**WORK TO COMPLETE**
This exercise calls for the line with "the four-digit ones.", the line with "pub fn parse_date(raw: &str)", and all lines between them in the material below, output exactly and with no other lines.

**PROVIDED MATERIAL**
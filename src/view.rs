use chrono::NaiveDate;

use crate::data::model::{AthleteId, Measurement, WorkingSet};

// ---------------------------------------------------------------------------
// Metric – which derived index a chart shows
// ---------------------------------------------------------------------------

#[derive(Debug, Clone, Copy, PartialEq, Eq, Hash)]
pub enum Metric {
    LeanMassIndex,
    SumOfSeven,
}

impl Metric {
    /// Chart order within a row.
    pub const ALL: [Metric; 2] = [Metric::LeanMassIndex, Metric::SumOfSeven];

    pub fn label(self) -> &'static str {
        match self {
            Metric::LeanMassIndex => "Lean Mass Index",
            Metric::SumOfSeven => "Sum of 7 Skinfolds",
        }
    }

    pub fn axis_label(self) -> &'static str {
        match self {
            Metric::LeanMassIndex => "Lean Mass Index (mm.kg^-0.14)",
            Metric::SumOfSeven => "Sum of 7 Skinfolds (mm)",
        }
    }

    pub fn value(self, point: &ChartPoint) -> f64 {
        match self {
            Metric::LeanMassIndex => point.lean_mass_index,
            Metric::SumOfSeven => point.sum_of_seven,
        }
    }

    pub fn cohort_title(self) -> String {
        format!("{} of All Athletes", self.label())
    }

    pub fn athlete_title(self, id: &AthleteId) -> String {
        format!("{} of Athlete {id}", self.label())
    }
}

// ---------------------------------------------------------------------------
// Chart sources
// ---------------------------------------------------------------------------

/// The columns a chart needs from one measurement.
#[derive(Debug, Clone, PartialEq)]
pub struct ChartPoint {
    pub id: AthleteId,
    pub date: Option<NaiveDate>,
    pub lean_mass_index: f64,
    pub sum_of_seven: f64,
}

impl From<&Measurement> for ChartPoint {
    fn from(m: &Measurement) -> Self {
        ChartPoint {
            id: m.record.id.clone(),
            date: m.record.date,
            lean_mass_index: m.metrics.lean_mass_index,
            sum_of_seven: m.metrics.sum_of_seven,
        }
    }
}

/// Every retained measurement, in working-set order.
#[derive(Debug, Clone, Default)]
pub struct CohortView {
    pub points: Vec<ChartPoint>,
}

/// One athlete's measurements in chronological order.
#[derive(Debug, Clone)]
pub struct AthleteView {
    pub id: AthleteId,
    pub points: Vec<ChartPoint>,
}

pub fn cohort_view(set: &WorkingSet) -> CohortView {
    CohortView {
        points: set.measurements.iter().map(ChartPoint::from).collect(),
    }
}

/// Rows of `id`, stably sorted by date with undated rows last.
pub fn athlete_view(set: &WorkingSet, id: &AthleteId) -> AthleteView {
    let mut points: Vec<ChartPoint> = set
        .measurements
        .iter()
        .filter(|m| &m.record.id == id)
        .map(ChartPoint::from)
        .collect();
    points.sort_by_key(|p| (p.date.is_none(), p.date));
    AthleteView {
        id: id.clone(),
        points,
    }
}

/// One view per athlete, in order of first appearance.
pub fn athlete_views(set: &WorkingSet) -> Vec<AthleteView> {
    set.athlete_ids()
        .iter()
        .map(|id| athlete_view(set, id))
        .collect()
}

// ---------------------------------------------------------------------------
// Rendering boundary
// ---------------------------------------------------------------------------

/// Receives chart sources; each call stands for one row of two charts
/// (lean mass index, sum of seven).
pub trait ChartRenderer {
    fn render_cohort(&mut self, view: &CohortView);
    fn render_athlete(&mut self, view: &AthleteView);
}

/// Feed the cohort view, then every athlete view, to `renderer`.
pub fn render_all(set: &WorkingSet, renderer: &mut dyn ChartRenderer) {
    renderer.render_cohort(&cohort_view(set));
    for view in athlete_views(set) {
        log::debug!("Rendering {} measurement(s) for athlete {}", view.points.len(), view.id);
        renderer.render_athlete(&view);
    }
}

#[cfg(test)]
mod tests {
    use super::*;
    use crate::data::model::{default_labels, DerivedMetrics, MeasurementRecord, Skinfolds};

    fn measurement(id: i64, date: Option<(i32, u32, u32)>, sum: f64) -> Measurement {
        Measurement {
            record: MeasurementRecord {
                id: AthleteId::Integer(id),
                date: date.and_then(|(y, m, d)| NaiveDate::from_ymd_opt(y, m, d)),
                weight: 70.0,
                skinfolds: Skinfolds::default(),
            },
            metrics: DerivedMetrics {
                sum_of_seven: sum,
                lean_mass_index: 70.0 / sum.powf(0.14),
            },
        }
    }

    fn set() -> WorkingSet {
        WorkingSet {
            labels: default_labels(),
            measurements: vec![
                measurement(2, Some((2021, 3, 1)), 1.0),
                measurement(1, Some((2020, 5, 1)), 2.0),
                measurement(2, Some((2020, 1, 1)), 3.0),
                measurement(1, None, 4.0),
                measurement(2, Some((2020, 6, 1)), 5.0),
                measurement(1, Some((2019, 5, 1)), 6.0),
            ],
        }
    }

    #[test]
    fn test_cohort_keeps_working_set_order() {
        let view = cohort_view(&set());
        let sums: Vec<f64> = view.points.iter().map(|p| p.sum_of_seven).collect();
        assert_eq!(sums, vec![1.0, 2.0, 3.0, 4.0, 5.0, 6.0]);
    }

    #[test]
    fn test_athlete_views_sorted_by_date() {
        let views = athlete_views(&set());
        assert_eq!(views.len(), 2);

        assert_eq!(views[0].id, AthleteId::Integer(2));
        let sums: Vec<f64> = views[0].points.iter().map(|p| p.sum_of_seven).collect();
        assert_eq!(sums, vec![3.0, 5.0, 1.0]);

        assert_eq!(views[1].id, AthleteId::Integer(1));
        let sums: Vec<f64> = views[1].points.iter().map(|p| p.sum_of_seven).collect();
        assert_eq!(sums, vec![6.0, 2.0, 4.0], "undated rows sort last");
        assert!(views[1].points.iter().all(|p| p.id == AthleteId::Integer(1)));
    }

    #[test]
    fn test_titles() {
        assert_eq!(Metric::LeanMassIndex.cohort_title(), "Lean Mass Index of All Athletes");
        assert_eq!(
            Metric::SumOfSeven.athlete_title(&AthleteId::Integer(12)),
            "Sum of 7 Skinfolds of Athlete 12"
        );
    }

    #[derive(Default)]
    struct Recorder {
        cohorts: usize,
        athletes: Vec<AthleteId>,
    }

    impl ChartRenderer for Recorder {
        fn render_cohort(&mut self, _view: &CohortView) {
            self.cohorts += 1;
        }
        fn render_athlete(&mut self, view: &AthleteView) {
            self.athletes.push(view.id.clone());
        }
    }

    #[test]
    fn test_render_all_on_empty_set() {
        let empty = WorkingSet {
            labels: default_labels(),
            measurements: Vec::new(),
        };
        let mut rec = Recorder::default();
        render_all(&empty, &mut rec);
        assert_eq!(rec.cohorts, 1);
        assert!(rec.athletes.is_empty());
    }
}
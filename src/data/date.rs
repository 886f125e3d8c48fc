use chrono::{Datelike, NaiveDate, NaiveDateTime};

/// Date-only layouts tried in order. Month-first wins over day-first when a
/// slash date is ambiguous.
const DATE_FORMATS: [&str; 7] = [
    "%Y-%m-%d",
    "%m/%d/%Y",
    "%d/%m/%Y",
    "%Y/%m/%d",
    "%d-%b-%Y",
    "%b %d %Y",
    "%d.%m.%Y",
];

/// Two-digit-year layouts, tried only after the four-digit ones.
const SHORT_YEAR_FORMATS: [&str; 5] = ["%m/%d/%y", "%d/%m/%y", "%d-%b-%y", "%b %d %y", "%d.%m.%y"];

const DATETIME_FORMATS: [&str; 4] = [
    "%Y-%m-%d %H:%M:%S",
    "%Y-%m-%dT%H:%M:%S",
    "%Y-%m-%d %H:%M",
    "%m/%d/%Y %H:%M",
];

/// Parse a measurement date cell. Returns `None` for blank or unrecognised
/// text; the time of day, if any, is discarded.
pub fn parse_date(raw: &str) -> Option<NaiveDate> {
    let s = raw.trim();
    if s.is_empty() {
        return None;
    }
    // `%Y` also takes "20" as the year 0020; such matches are discarded so
    // the `%y` layouts get to read them.
    let four_digit = |d: &NaiveDate| d.year() >= 100;
    DATE_FORMATS
        .iter()
        .find_map(|fmt| NaiveDate::parse_from_str(s, fmt).ok().filter(four_digit))
        .or_else(|| {
            DATETIME_FORMATS
                .iter()
                .find_map(|fmt| NaiveDateTime::parse_from_str(s, fmt).ok())
                .map(|dt| dt.date())
                .filter(four_digit)
        })
        .or_else(|| {
            SHORT_YEAR_FORMATS
                .iter()
                .find_map(|fmt| NaiveDate::parse_from_str(s, fmt).ok())
        })
}

fn unix_epoch() -> NaiveDate {
    NaiveDate::default()
}

/// Plot x coordinate: whole days since 1970-01-01.
pub fn to_epoch_days(date: NaiveDate) -> f64 {
    date.signed_duration_since(unix_epoch()).num_days() as f64
}

/// Inverse of [`to_epoch_days`], rounding to the nearest day.
pub fn from_epoch_days(days: f64) -> Option<NaiveDate> {
    if !days.is_finite() {
        return None;
    }
    unix_epoch().checked_add_signed(chrono::Duration::try_days(days.round() as i64)?)
}

#[cfg(test)]
mod tests {
    use super::*;

    fn ymd(y: i32, m: u32, d: u32) -> NaiveDate {
        NaiveDate::from_ymd_opt(y, m, d).unwrap()
    }

    #[test]
    fn test_parse_common_layouts() {
        assert_eq!(parse_date("2020-07-24"), Some(ymd(2020, 7, 24)));
        assert_eq!(parse_date("07/24/2020"), Some(ymd(2020, 7, 24)));
        assert_eq!(parse_date("24/07/2020"), Some(ymd(2020, 7, 24)));
        assert_eq!(parse_date("24-Jul-2020"), Some(ymd(2020, 7, 24)));
        assert_eq!(parse_date("Jul 24 2020"), Some(ymd(2020, 7, 24)));
        assert_eq!(parse_date("2020-07-24 09:30:00"), Some(ymd(2020, 7, 24)));
    }

    #[test]
    fn test_ambiguous_slash_is_month_first() {
        assert_eq!(parse_date("03/04/2021"), Some(ymd(2021, 3, 4)));
    }

    #[test]
    fn test_two_digit_year() {
        let expected = Some(ymd(2020, 7, 24));
        assert_eq!(parse_date("07/24/20"), expected);
        assert_eq!(parse_date("7/24/20"), expected);
        assert_eq!(parse_date("24/07/20"), expected);
        assert_eq!(parse_date("24-Jul-20"), expected);
        assert_eq!(parse_date("24.07.20"), expected);
        // Four-digit years are unaffected.
        assert_eq!(parse_date("07/24/2020"), expected);
    }

    #[test]
    fn test_unparseable_is_none() {
        assert_eq!(parse_date(""), None);
        assert_eq!(parse_date("   "), None);
        assert_eq!(parse_date("next tuesday"), None);
    }

    #[test]
    fn test_epoch_days() {
        assert_eq!(to_epoch_days(ymd(1970, 1, 1)), 0.0);
        assert_eq!(to_epoch_days(ymd(1970, 1, 11)), 10.0);
        let d = ymd(2020, 7, 24);
        assert_eq!(from_epoch_days(to_epoch_days(d)), Some(d));
        assert_eq!(from_epoch_days(f64::NAN), None);
    }
}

**WRITTEN RESPONSE**
/// Two-digit-year layouts, tried only after the four-digit ones.
const SHORT_YEAR_FORMATS: [&str; 5] = ["%m/%d/%y", "%d/%m/%y", "%d-%b-%y", "%b %d %y", "%d.%m.%y"];

const DATETIME_FORMATS: [&str; 4] = [
    "%Y-%m-%d %H:%M:%S",
    "%Y-%m-%dT%H:%M:%S",
    "%Y-%m-%d %H:%M",
    "%m/%d/%Y %H:%M",
];

/// Parse a measurement date cell. Returns `None` for blank or unrecognised
/// text; the time of day, if any, is discarded.
pub fn parse_date(raw: &str) -> Option<NaiveDate> {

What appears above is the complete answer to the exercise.